Input records Block Start

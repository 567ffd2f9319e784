use std::path::{Path, PathBuf};

use chrono::NaiveDate;
use tracing::{debug, info};

use super::dataset::Dataset;
use super::demo::demo_dataset;
use super::{AssignmentMutator, TimelineSource};
use crate::error::SourceError;
use crate::model::{AssignmentId, TimelineData, TimelineQuery};
use crate::timeline::AssignmentPatch;

/// Dataset kept in a pretty-printed JSON file. Every accepted patch is written back immediately.
#[derive(Debug)]
pub struct JsonFileStore {
    path: PathBuf,
    dataset: Dataset,
}

impl JsonFileStore {
    /// Load `path`, or create it with demo data centred on `today` if it does not exist.
    pub fn open(path: impl Into<PathBuf>, today: NaiveDate) -> Result<Self, SourceError> {
        let path = path.into();
        if path.exists() {
            let dataset = load_dataset(&path)?;
            info!(
                path = %path.display(),
                employees = dataset.employees.len(),
                assignments = dataset.assignments.len(),
                "loaded dataset"
            );
            return Ok(Self { path, dataset });
        }

        if let Some(parent) = path.parent().filter(|p| !p.as_os_str().is_empty()) {
            std::fs::create_dir_all(parent).map_err(|e| SourceError::io(parent, e))?;
        }
        let store = Self {
            dataset: demo_dataset(today),
            path,
        };
        store.save()?;
        info!(path = %store.path.display(), "created demo dataset");
        Ok(store)
    }

    pub fn path(&self) -> &Path {
        &self.path
    }

    pub fn dataset(&self) -> &Dataset {
        &self.dataset
    }

    pub fn save(&self) -> Result<(), SourceError> {
        save_dataset(&self.dataset, &self.path)
    }
}

impl TimelineSource for JsonFileStore {
    fn fetch_timeline(&self, query: &TimelineQuery) -> Result<TimelineData, SourceError> {
        let data = self.dataset.timeline(query)?;
        debug!(
            start = %query.window_start,
            end = %query.window_end,
            employees = data.employees.len(),
            "timeline fetched"
        );
        Ok(data)
    }
}

impl AssignmentMutator for JsonFileStore {
    fn patch_assignment(&mut self, id: AssignmentId, patch: &AssignmentPatch) -> Result<(), SourceError> {
        let mut next = self.dataset.clone();
        next.apply_patch(id, patch)?;
        save_dataset(&next, &self.path)?;
        self.dataset = next;
        info!(assignment = %id, ?patch, "assignment patched");
        Ok(())
    }
}

/// Save a dataset to a JSON file.
pub fn save_dataset(dataset: &Dataset, path: &Path) -> Result<(), SourceError> {
    let json = serde_json::to_string_pretty(dataset)?;
    std::fs::write(path, json).map_err(|e| SourceError::io(path, e))
}

/// Load a dataset from a JSON file.
pub fn load_dataset(path: &Path) -> Result<Dataset, SourceError> {
    let json = std::fs::read_to_string(path).map_err(|e| SourceError::io(path, e))?;
    Ok(serde_json::from_str(&json)?)
}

Input records Block End

### What you have to do
What you return must match the listing above exactly, with every line included.

### Reply to the task
repository 567ffd2f9319e784
use std::path::{Path, PathBuf};

use chrono::NaiveDate;
use tracing::{debug, info};

use super::dataset::Dataset;
use super::demo::demo_dataset;
use super::{AssignmentMutator, TimelineSource};
use crate::error::SourceError;
use crate::model::{AssignmentId, TimelineData, TimelineQuery};
use crate::timeline::AssignmentPatch;

/// Dataset kept in a pretty-printed JSON file. Every accepted patch is written back immediately.
#[derive(Debug)]
pub struct JsonFileStore {
    path: PathBuf,
    dataset: Dataset,
}

impl JsonFileStore {
    /// Load `path`, or create it with demo data centred on `today` if it does not exist.
    pub fn open(path: impl Into<PathBuf>, today: NaiveDate) -> Result<Self, SourceError> {
        let path = path.into();
        if path.exists() {
            let dataset = load_dataset(&path)?;
            info!(
                path = %path.display(),
                employees = dataset.employees.len(),
                assignments = dataset.assignments.len(),
                "loaded dataset"
            );
            return Ok(Self { path, dataset });
        }

        if let Some(parent) = path.parent().filter(|p| !p.as_os_str().is_empty()) {
            std::fs::create_dir_all(parent).map_err(|e| SourceError::io(parent, e))?;
        }
        let store = Self {
            dataset: demo_dataset(today),
            path,
        };
        store.save()?;
        info!(path = %store.path.display(), "created demo dataset");
        Ok(store)
    }

    pub fn path(&self) -> &Path {
        &self.path
    }

    pub fn dataset(&self) -> &Dataset {
        &self.dataset
    }

    pub fn save(&self) -> Result<(), SourceError> {
        save_dataset(&self.dataset, &self.path)
    }
}

impl TimelineSource for JsonFileStore {
    fn fetch_timeline(&self, query: &TimelineQuery) -> Result<TimelineData, SourceError> {
        let data = self.dataset.timeline(query)?;
        debug!(
            start = %query.window_start,
            end = %query.window_end,
            employees = data.employees.len(),
            "timeline fetched"
        );
        Ok(data)
    }
}

impl AssignmentMutator for JsonFileStore {
    fn patch_assignment(&mut self, id: AssignmentId, patch: &AssignmentPatch) -> Result<(), SourceError> {
        let mut next = self.dataset.clone();
        next.apply_patch(id, patch)?;
        save_dataset(&next, &self.path)?;
        self.dataset = next;
        info!(assignment = %id, ?patch, "assignment patched");
        Ok(())
    }
}

/// Save a dataset to a JSON file.
pub fn save_dataset(dataset: &Dataset, path: &Path) -> Result<(), SourceError> {
    let json = serde_json::to_string_pretty(dataset)?;
    std::fs::write(path, json).map_err(|e| SourceError::io(path, e))
}

/// Load a dataset from a JSON file.
pub fn load_dataset(path: &Path) -> Result<Dataset, SourceError> {
    let json = std::fs::read_to_string(path).map_err(|e| SourceError::io(path, e))?;
    Ok(serde_json::from_str(&json)?)
}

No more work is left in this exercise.